Provided records Block Start

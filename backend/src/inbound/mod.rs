//! Inbound adapters that translate external requests into domain port calls
//! while keeping framework details at the edge.

pub mod http;
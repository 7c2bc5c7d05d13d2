//! Tests for the registration service.

use std::sync::Arc;

use super::*;
use crate::domain::ErrorCode;
use crate::domain::ports::{MockUserRepository, ScriptedReferralCodeSource};
use crate::outbound::memory::InMemoryUserRepository;
use mockall::predicate::eq;
use rstest::{fixture, rstest};

type MemoryService = RegistrationService<InMemoryUserRepository, ScriptedReferralCodeSource>;

fn request(name: Option<&str>, email: Option<&str>, code: Option<&str>) -> RegistrationRequest {
    RegistrationRequest {
        name: name.map(str::to_owned),
        email: email.map(str::to_owned),
        referral_code: code.map(str::to_owned),
    }
}

fn service_with_script(script: impl IntoIterator<Item = u16>) -> MemoryService {
    let repo = InMemoryUserRepository::seeded().expect("seed users");
    RegistrationService::new(
        Arc::new(repo),
        Arc::new(ScriptedReferralCodeSource::new(script)),
    )
}

#[fixture]
fn service() -> MemoryService {
    service_with_script([42])
}

fn mock_service(
    repo: MockUserRepository,
) -> RegistrationService<MockUserRepository, ScriptedReferralCodeSource> {
    RegistrationService::new(
        Arc::new(repo),
        Arc::new(ScriptedReferralCodeSource::new([7])),
    )
}

async fn points_of(service: &MemoryService, code: &str) -> u64 {
    service
        .find_by_referral_code(code)
        .await
        .expect("known user")
        .points()
}

#[rstest]
#[case(None, Some("ada@example.com"))]
#[case(Some("Ada"), None)]
#[case(Some(""), Some("ada@example.com"))]
#[case(Some("Ada"), Some(""))]
#[case(None, None)]
#[tokio::test]
async fn missing_fields_are_required(#[case] name: Option<&str>, #[case] email: Option<&str>) {
    let service = mock_service(MockUserRepository::new());
    let err = service
        .register(request(name, email, None))
        .await
        .expect_err("missing field");
    assert_eq!(err.code(), ErrorCode::InvalidRequest);
    assert_eq!(err.message(), "Name and email are required");
}

#[rstest]
#[case("   ", "ada@example.com")]
#[case("Ada", "\t\n")]
#[case(" ", " ")]
#[tokio::test]
async fn blank_fields_cannot_be_empty(#[case] name: &str, #[case] email: &str) {
    let service = mock_service(MockUserRepository::new());
    let err = service
        .register(request(Some(name), Some(email), None))
        .await
        .expect_err("blank field");
    assert_eq!(err.code(), ErrorCode::InvalidRequest);
    assert_eq!(err.message(), "Name and email cannot be empty");
}

#[rstest]
#[tokio::test]
async fn registers_without_referral(service: MemoryService) {
    let receipt = service
        .register(request(Some("  Ada Lovelace "), Some(" ada@example.com "), None))
        .await
        .expect("registration succeeds");

    let user = receipt.user;
    assert_eq!(user.id().get(), 4);
    assert_eq!(user.name().as_ref(), "Ada Lovelace");
    assert_eq!(user.email().as_ref(), "ada@example.com");
    assert_eq!(user.referral_code().as_ref(), "ADA42");
    assert_eq!(user.points(), 0);
    assert!(receipt.referred_by.is_none());

    let users = service.list_users().await.expect("list");
    assert_eq!(users.len(), 4);
    assert_eq!(users.last(), Some(&user));
}

#[rstest]
#[tokio::test]
async fn valid_referral_credits_both_users(service: MemoryService) {
    let receipt = service
        .register(request(Some("Dan"), Some("dan@example.com"), Some("ALICE123")))
        .await
        .expect("registration succeeds");

    assert_eq!(receipt.user.points(), REFERRED_USER_CREDIT);
    assert_eq!(receipt.referred_by.map(|id| id.get()), Some(1));
    assert_eq!(points_of(&service, "ALICE123").await, REFERRER_CREDIT);
    assert_eq!(points_of(&service, "BOB456").await, 0);
}

#[rstest]
#[tokio::test]
async fn referral_code_is_trimmed_before_lookup(service: MemoryService) {
    let receipt = service
        .register(request(Some("Dan"), Some("dan@example.com"), Some("  BOB456 ")))
        .await
        .expect("registration succeeds");
    assert_eq!(receipt.user.points(), REFERRED_USER_CREDIT);
    assert_eq!(points_of(&service, "BOB456").await, REFERRER_CREDIT);
}

#[rstest]
#[case("")]
#[case("   ")]
#[tokio::test]
async fn blank_referral_code_is_ignored(service: MemoryService, #[case] code: &str) {
    let receipt = service
        .register(request(Some("Dan"), Some("dan@example.com"), Some(code)))
        .await
        .expect("registration succeeds");
    assert_eq!(receipt.user.points(), 0);
    assert!(receipt.referred_by.is_none());
}

#[rstest]
#[case("NOPE999")]
#[case("alice123")]
#[tokio::test]
async fn unknown_referral_is_rejected_without_side_effects(
    service: MemoryService,
    #[case] code: &str,
) {
    let err = service
        .register(request(Some("Dan"), Some("dan@example.com"), Some(code)))
        .await
        .expect_err("unknown code");
    assert_eq!(err.code(), ErrorCode::InvalidRequest);
    assert_eq!(err.message(), "Invalid referral code");
    assert_eq!(service.list_users().await.expect("list").len(), 3);
    assert_eq!(points_of(&service, "ALICE123").await, 0);

    let receipt = service
        .register(request(Some("Dan"), Some("dan@example.com"), None))
        .await
        .expect("retry without code succeeds");
    assert_eq!(receipt.user.id().get(), 4);
}

#[rstest]
#[case("alice@example.com")]
#[case("  alice@example.com  ")]
#[tokio::test]
async fn duplicate_email_conflicts(service: MemoryService, #[case] email: &str) {
    let err = service
        .register(request(Some("Alice Again"), Some(email), Some("BOB456")))
        .await
        .expect_err("duplicate email");
    assert_eq!(err.code(), ErrorCode::Conflict);
    assert_eq!(err.message(), "Email already registered");
    assert_eq!(service.list_users().await.expect("list").len(), 3);
    assert_eq!(points_of(&service, "BOB456").await, 0);
}

#[rstest]
#[tokio::test]
async fn email_comparison_is_case_sensitive(service: MemoryService) {
    let receipt = service
        .register(request(Some("Alice"), Some("Alice@Example.com"), None))
        .await
        .expect("distinct email");
    assert_eq!(receipt.user.email().as_ref(), "Alice@Example.com");
}

#[rstest]
#[tokio::test]
async fn colliding_codes_are_redrawn() {
    let service = service_with_script([1, 1, 2]);
    let first = service
        .register(request(Some("Ada"), Some("ada@example.com"), None))
        .await
        .expect("first");
    let second = service
        .register(request(Some("Adam"), Some("adam@example.com"), None))
        .await
        .expect("second");
    assert_eq!(first.user.referral_code().as_ref(), "ADA1");
    assert_eq!(second.user.referral_code().as_ref(), "ADA2");
}

#[rstest]
#[tokio::test]
async fn exhausted_code_space_keeps_duplicate() {
    let service = service_with_script([5]);
    service
        .register(request(Some("Ada"), Some("ada@example.com"), None))
        .await
        .expect("first");
    let second = service
        .register(request(Some("Adam"), Some("adam@example.com"), None))
        .await
        .expect("registration never fails on exhaustion");
    assert_eq!(second.user.referral_code().as_ref(), "ADA5");

    let owner = service
        .find_by_referral_code("ADA5")
        .await
        .expect("first match");
    assert_eq!(owner.email().as_ref(), "ada@example.com");
}

#[rstest]
#[tokio::test]
async fn names_without_letters_get_numeric_codes() {
    let service = service_with_script([0]);
    let receipt = service
        .register(request(Some("1234"), Some("digits@example.com"), None))
        .await
        .expect("registration succeeds");
    assert_eq!(receipt.user.referral_code().as_ref(), "0");
}

#[rstest]
#[tokio::test]
async fn lookup_reports_missing_users(service: MemoryService) {
    let err = service
        .find_by_referral_code("ZZZ0")
        .await
        .expect_err("missing");
    assert_eq!(err.code(), ErrorCode::NotFound);
    assert_eq!(err.message(), "User not found");
}

#[rstest]
#[tokio::test]
async fn repository_failures_become_internal_errors() {
    let mut repo = MockUserRepository::new();
    repo.expect_find_by_email()
        .times(1)
        .return_once(|_| Err(UserRepositoryError::connection("store offline")));
    let service = mock_service(repo);

    let err = service
        .register(request(Some("Ada"), Some("ada@example.com"), None))
        .await
        .expect_err("repository failure");
    assert_eq!(err.code(), ErrorCode::InternalError);
}

#[rstest]
#[tokio::test]
async fn unknown_referral_never_appends() {
    let mut repo = MockUserRepository::new();
    repo.expect_find_by_email().times(1).return_once(|_| Ok(None));
    repo.expect_find_by_referral_code()
        .with(eq("GHOST1"))
        .times(1)
        .return_once(|_| Ok(None));
    repo.expect_append().never();
    repo.expect_append_referred().never();
    let service = mock_service(repo);

    let err = service
        .register(request(Some("Ada"), Some("ada@example.com"), Some("GHOST1")))
        .await
        .expect_err("unknown code");
    assert_eq!(err.message(), "Invalid referral code");
}

fn referred_registration_repo(
    outcome: Result<Option<User>, UserRepositoryError>,
) -> MockUserRepository {
    let referrer =
        User::try_from_parts(1, "Alice Johnson", "alice@example.com", "ALICE123", 0).expect("user");
    let mut repo = MockUserRepository::new();
    repo.expect_find_by_email().times(1).return_once(|_| Ok(None));
    repo.expect_find_by_referral_code()
        .with(eq("ALICE123"))
        .times(1)
        .return_once(move |_| Ok(Some(referrer)));
    repo.expect_find_by_referral_code()
        .with(eq("ADA7"))
        .times(1)
        .return_once(|_| Ok(None));
    repo.expect_append_referred()
        .withf(|draft, referrer, amount| {
            draft.points == REFERRED_USER_CREDIT
                && *referrer == crate::domain::UserId::new(1)
                && *amount == REFERRER_CREDIT
        })
        .times(1)
        .return_once(move |_, _, _| outcome);
    repo.expect_append().never();
    repo
}

#[rstest]
#[case::referrer_vanished(Ok(None))]
#[case::store_failed(Err(UserRepositoryError::query("poisoned")))]
#[tokio::test]
async fn referral_write_failure_stores_nothing_separately(
    #[case] outcome: Result<Option<User>, UserRepositoryError>,
) {
    let service = mock_service(referred_registration_repo(outcome));

    let err = service
        .register(request(Some("Ada"), Some("ada@example.com"), Some("ALICE123")))
        .await
        .expect_err("referral write failed");
    assert_eq!(err.code(), ErrorCode::InternalError);
}

#[rstest]
#[tokio::test(flavor = "multi_thread", worker_threads = 4)]
async fn concurrent_registrations_keep_emails_unique() {
    let service = Arc::new(service_with_script(0..=999));
    let attempts = (0..16).map(|_| {
        let service = Arc::clone(&service);
        tokio::spawn(async move {
            service
                .register(request(Some("Racer"), Some("race@example.com"), Some("ALICE123")))
                .await
        })
    });

    let mut successes = 0;
    for attempt in attempts.collect::<Vec<_>>() {
        if attempt.await.expect("task joins").is_ok() {
            successes += 1;
        }
    }

    assert_eq!(successes, 1);
    assert_eq!(service.list_users().await.expect("list").len(), 4);
    assert_eq!(points_of(&service, "ALICE123").await, REFERRER_CREDIT);
}
//! Referral codes and the rule that derives them from a user's name.
//!
//! A generated code is up to [`REFERRAL_PREFIX_LEN`] uppercase ASCII letters
//! taken from the name, followed by an unpadded number in
//! `0..=REFERRAL_NUMBER_MAX`. Seeded codes such as `ALICE123` predate the rule
//! and only need to satisfy [`ReferralCode::new`].

use std::fmt;

use serde::{Deserialize, Serialize};

/// Maximum number of letters taken from the name.
pub const REFERRAL_PREFIX_LEN: usize = 3;
/// Largest numeric suffix a generated code may carry.
pub const REFERRAL_NUMBER_MAX: u16 = 999;

/// Validation errors returned by [`ReferralCode::new`].
#[derive(Debug, Clone, PartialEq, Eq, thiserror::Error)]
pub enum ReferralCodeValidationError {
    /// The code is empty.
    #[error("referral code must not be empty")]
    Empty,
    /// The code has leading or trailing whitespace.
    #[error("referral code must not contain surrounding whitespace")]
    SurroundingWhitespace,
}

/// Code other users cite to credit the owner.
#[derive(Debug, Clone, PartialEq, Eq, Hash, Serialize, Deserialize)]
#[serde(try_from = "String", into = "String")]
pub struct ReferralCode(String);

impl ReferralCode {
    /// Validate and wrap an existing code.
    ///
    /// # Examples
    /// ```
    /// use referrals::domain::ReferralCode;
    ///
    /// let code = ReferralCode::new("ALICE123").expect("valid code");
    /// assert_eq!(code.as_ref(), "ALICE123");
    /// assert!(ReferralCode::new(" BOB456").is_err());
    /// ```
    pub fn new(code: impl Into<String>) -> Result<Self, ReferralCodeValidationError> {
        let code = code.into();
        if code.is_empty() {
            return Err(ReferralCodeValidationError::Empty);
        }
        if code.trim() != code {
            return Err(ReferralCodeValidationError::SurroundingWhitespace);
        }
        Ok(Self(code))
    }

    /// Join a prefix and numeric suffix without a separator.
    ///
    /// The suffix always contributes at least one digit, so the result is
    /// never empty.
    ///
    /// # Examples
    /// ```
    /// use referrals::domain::{ReferralCode, referral_prefix};
    ///
    /// let code = ReferralCode::compose(&referral_prefix("Ada Lovelace"), 42);
    /// assert_eq!(code.as_ref(), "ADA42");
    /// ```
    #[must_use]
    pub fn compose(prefix: &str, number: u16) -> Self {
        Self(format!("{prefix}{number}"))
    }
}

/// Uppercase `name`, keep ASCII `A`-`Z` only, and take the first three.
///
/// Names without Latin letters yield an empty prefix.
///
/// # Examples
/// ```
/// use referrals::domain::referral_prefix;
///
/// assert_eq!(referral_prefix("Carol Davis"), "CAR");
/// assert_eq!(referral_prefix("Al"), "AL");
/// assert_eq!(referral_prefix("42"), "");
/// ```
#[must_use]
pub fn referral_prefix(name: &str) -> String {
    name.to_uppercase()
        .chars()
        .filter(char::is_ascii_uppercase)
        .take(REFERRAL_PREFIX_LEN)
        .collect()
}

impl AsRef<str> for ReferralCode {
    fn as_ref(&self) -> &str {
        self.0.as_str()
    }
}

impl fmt::Display for ReferralCode {
    fn fmt(&self, f: &mut fmt::Formatter<'_>) -> fmt::Result {
        f.write_str(self.as_ref())
    }
}

impl From<ReferralCode> for String {
    fn from(value: ReferralCode) -> Self {
        value.0
    }
}

impl TryFrom<String> for ReferralCode {
    type Error = ReferralCodeValidationError;

    fn try_from(value: String) -> Result<Self, Self::Error> {
        Self::new(value)
    }
}
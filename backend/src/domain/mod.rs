//! Domain primitives, services and ports.
//!
//! Purpose: define the user model, the referral code rule and the
//! registration use-case independently of HTTP and storage. Types document
//! their invariants and serialisation contracts in their own Rustdoc.
//!
//! Public surface:
//! - Error / ErrorCode: failure payload with a stable code.
//! - TraceId: per-request correlation identifier.
//! - User, UserId, NewUser: stored user records and drafts.
//! - ReferralCode, referral_prefix: referral code rule.
//! - RegistrationService: implementation of the user driving ports.

pub mod error;
pub mod ports;
pub mod referral_code;
pub mod registration;
pub mod trace_id;
pub mod user;

pub use self::error::{Error, ErrorCode, ErrorValidationError, TRACE_ID_HEADER};
pub use self::referral_code::{
    REFERRAL_NUMBER_MAX, REFERRAL_PREFIX_LEN, ReferralCode, ReferralCodeValidationError,
    referral_prefix,
};
pub use self::registration::{
    REFERRAL_CODE_ATTEMPTS, REFERRED_USER_CREDIT, REFERRER_CREDIT, REQUIRED_FIELDS_MESSAGE,
    RegistrationService,
};
pub use self::trace_id::TraceId;
pub use self::user::{EmailAddress, NewUser, User, UserId, UserName, UserValidationError};

/// Convenient API result alias.
///
/// # Examples
/// ```
/// use actix_web::HttpResponse;
/// use referrals::domain::{ApiResult, Error};
///
/// fn handler() -> ApiResult<HttpResponse> {
///     Err(Error::not_found("User not found"))
/// }
/// ```
pub type ApiResult<T> = Result<T, Error>;
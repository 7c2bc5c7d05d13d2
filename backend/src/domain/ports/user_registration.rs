//! Driving port for registering users.

use async_trait::async_trait;

use crate::domain::{Error, User, UserId};

/// Raw registration input as received from a caller.
///
/// Fields are untrimmed; `None` means the field was absent.
#[derive(Debug, Clone, Default, PartialEq, Eq)]
pub struct RegistrationRequest {
    /// Requested name.
    pub name: Option<String>,
    /// Requested email.
    pub email: Option<String>,
    /// Code of the user who referred this registrant.
    pub referral_code: Option<String>,
}

/// Outcome of a successful registration.
#[derive(Debug, Clone, PartialEq, Eq)]
pub struct RegistrationReceipt {
    /// The stored user, including their generated referral code and points.
    pub user: User,
    /// Referrer that was credited, if a referral code was applied.
    pub referred_by: Option<UserId>,
}

/// Domain use-case port for registration.
#[cfg_attr(test, mockall::automock)]
#[async_trait]
pub trait UserRegistration: Send + Sync {
    /// Validate `request`, store the new user and apply any referral credit.
    ///
    /// Invalid input, an already registered email and an unknown referral
    /// code all fail without changing the store.
    async fn register(&self, request: RegistrationRequest) -> Result<RegistrationReceipt, Error>;
}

Provided records Block End

Instructions for the task: Search the entries for the string "const" and return each line where it turns up.

Response to the exercise:
pub const REFERRAL_PREFIX_LEN: usize = 3;
pub const REFERRAL_NUMBER_MAX: u16 = 999;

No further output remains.